Wrong again. But anyway, if someone corrected you every time you made an error, you'd never say anything close to the thread topic. :laugh:
 
Said1 said:
That didn't require an answer, although I find myself more and more against minimum wage and more in support of certain rent control measures lately. Whereas in the past, I would have said the reverse.

I always go above and beyond....
Wrong again. But anyway, if someone corrected you every time you made an error, you'd never say anything close to the thread topic. :laugh:

I don't feel corrected.

I guess that's just my way of expressing my extreme disinterest in the fine points of theory vs. applied theory. Who peed in your wheaties?
 
rtwngAvngr said:
I don't feel corrected.

I guess that's just my way of expressing my extreme disinterest in the fine points of theory vs. applied theory. Who peed in your wheaties?

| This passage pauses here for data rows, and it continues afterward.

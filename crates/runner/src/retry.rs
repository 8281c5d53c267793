//! Whole-batch retry with exponential backoff.
//!
//! Only retryable failures are retried. A batch that failed committed nothing,
//! so each attempt starts over from a freshly read watermark.

use std::future::Future;
use std::time::Duration;

use tracing::{error, info, warn};

use listing_facts_infra::{BatchReport, LastExecution, PipelineConfig, PipelineError};

#[derive(Debug, Clone, Copy, PartialEq, Eq)]
pub struct RetryPolicy {
    /// Retries after the first attempt.
    pub retries: u32,
    pub base_backoff: Duration,
}

impl RetryPolicy {
    pub fn from_config(config: &PipelineConfig) -> Self {
        Self {
            retries: config.retry_attempts,
            base_backoff: Duration::from_millis(config.retry_backoff_ms),
        }
    }

    /// Delay before retry `retry` (1-based): base, 2×base, 4×base, ...
    pub fn backoff(&self, retry: u32) -> Duration {
        let factor = 1u32 << retry.saturating_sub(1).min(16);
        self.base_backoff.saturating_mul(factor)
    }
}

/// Run `batch` until it succeeds, fails fatally, or retries are exhausted.
///
/// `batch` receives the 1-based attempt number.
pub async fn run_with_retry<F, Fut>(
    policy: RetryPolicy,
    last: &LastExecution,
    mut batch: F,
) -> Result<BatchReport, PipelineError>
where
    F: FnMut(u32) -> Fut,
    Fut: Future<Output = Result<BatchReport, PipelineError>>,
{
    last.start();
    let mut attempt = 1;
    loop {
        last.attempt();
        match batch(attempt).await {
            Ok(report) => {
                info!(attempt, batch_id = %report.batch_id, "batch succeeded");
                last.succeed(report.clone());
                return Ok(report);
            }
            Err(err) if err.is_retryable() && attempt <= policy.retries => {
                let delay = policy.backoff(attempt);
                warn!(attempt, error = %err, delay_ms = delay.as_millis() as u64, "batch failed, retrying");
                tokio::time::sleep(delay).await;
                attempt += 1;
            }
            Err(err) => {
                error!(attempt, error = %err, retryable = err.is_retryable(), "batch failed");
                last.fail(err.to_string());
                return Err(err);
            }
        }
    }
}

Things always sound so good, in theory. Above and beyond....not. :laugh:
 
Said1 said:
Things always sound so good, in theory. Above and beyond....not. :laugh:

I'm a regular Roger Riney, building a castle when a hut would do!

sco2.jpg
 
dilloduck said:
Great Job RW---I'm glad that one of us actually turned in our homework :clap:

I was just tired of being villified, like nationalism itself. LOL. :teeth:
 
rtwngAvngr said:
I was just tired of being villified, like nationalism itself. LOL. :teeth:
You know these babes will never let you off the hook no matter how right you are. You got your point across but you better keep that anti-villification armor on. :rock:
 
rtwngAvngr said:
I'm a regular Roger Riney, building a castle when a hut would do!

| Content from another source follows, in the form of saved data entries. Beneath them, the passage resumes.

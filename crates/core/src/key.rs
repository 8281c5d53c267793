//! Warehouse-side keys: surrogate keys and listing identity fingerprints.

use serde::{Deserialize, Serialize};
use sha2::{Digest, Sha256};

use crate::id::ListingId;

/// Sentinel surrogate key substituted when a natural key cannot be resolved.
pub const UNKNOWN_KEY: &str = "UNKNOWN";

/// Stable, warehouse-internal identifier substituted for a natural key.
#[derive(Debug, Clone, PartialEq, Eq, PartialOrd, Ord, Hash, Serialize, Deserialize)]
#[serde(transparent)]
pub struct SurrogateKey(String);

impl SurrogateKey {
    pub fn new(value: impl Into<String>) -> Self {
        Self(value.into())
    }

    /// The `UNKNOWN` fallback key.
    pub fn unknown() -> Self {
        Self(UNKNOWN_KEY.to_string())
    }

    /// Deterministic key derived from one or more natural key parts.
    ///
    /// Parts are joined with `|` before hashing so `("a", "bc")` and
    /// `("ab", "c")` never collide.
    pub fn derive<I, S>(parts: I) -> Self
    where
        I: IntoIterator<Item = S>,
        S: AsRef<str>,
    {
        let joined = parts
            .into_iter()
            .map(|p| p.as_ref().to_string())
            .collect::<Vec<_>>()
            .join("|");
        Self(format!("{:x}", Sha256::digest(joined.as_bytes())))
    }

    pub fn is_unknown(&self) -> bool {
        self.0 == UNKNOWN_KEY
    }

    pub fn as_str(&self) -> &str {
        &self.0
    }
}

impl core::fmt::Display for SurrogateKey {
    fn fmt(&self, f: &mut core::fmt::Formatter<'_>) -> core::fmt::Result {
        f.write_str(&self.0)
    }
}

/// Identity fingerprint of a listing in the target store.
///
/// Previously committed rows are matched to a listing through this value, not
/// through the raw natural key.
#[derive(Debug, Clone, PartialEq, Eq, PartialOrd, Ord, Hash, Serialize, Deserialize)]
#[serde(transparent)]
pub struct ListingFingerprint(String);

impl ListingFingerprint {
    pub fn of(listing_id: ListingId) -> Self {
        let SurrogateKey(hex) = SurrogateKey::derive(["listing", &listing_id.natural_key()]);
        Self(hex)
    }

    /// Wrap a fingerprint read back from storage.
    pub fn from_stored(value: impl Into<String>) -> Self {
        Self(value.into())
    }

    pub fn as_str(&self) -> &str {
        &self.0
    }
}

impl core::fmt::Display for ListingFingerprint {
    fn fmt(&self, f: &mut core::fmt::Formatter<'_>) -> core::fmt::Result {
        f.write_str(&self.0)
    }
}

You seem to be suffering from selective self-monitoring combined with inaccurate reconstruction of enactive experiences. Your perceived self-efficacy has been negatively affected by false interpretations through your own self-monitoring. People such as yourself, who selectively attend to and recall their poorer performances are more likely to misinterpret the experience, tending to justify the failure or blame others instead of learning from it in order to avoid repeated poor performance in the future.

Feel free to correct the terminology.
 
dilloduck said:
You know these babes will never let you off the hook no matter how right you are. You got your point across but you better keep that anti-villification armor on. :rock:

I remain hopeful. But I'm still watching my back. Chicks don't really have a feel for things like defending the nation. They just bend over for the winners when it comes to armed conflict. Just kidding!
 
dilloduck said:
You know these babes will never let you off the hook no matter how right you are. You got your point across but you better keep that anti-villification armor on. :rock:

I don't recall disagreeing with you. :laugh:
 
Said1 said:
You seem to be suffering from selective self-monitoring combined with inaccurate reconstruction of enactive experiences. Your perceived self-efficacy has been negatively affected by false interpretations through your own self-monitoring. People such as yourself, who selectively attend to and recall their poorer performances are more likely to misinterpret the experience, tending to justify the failure or blame others instead of learning from it in order to avoid repeated poor performance in the future.

Feel free to correct the terminology.

what's an enactive experience?

It seems you're the one who can't face the fact that your notions of nationalism are politically charged. Get a grip, Suzy-q.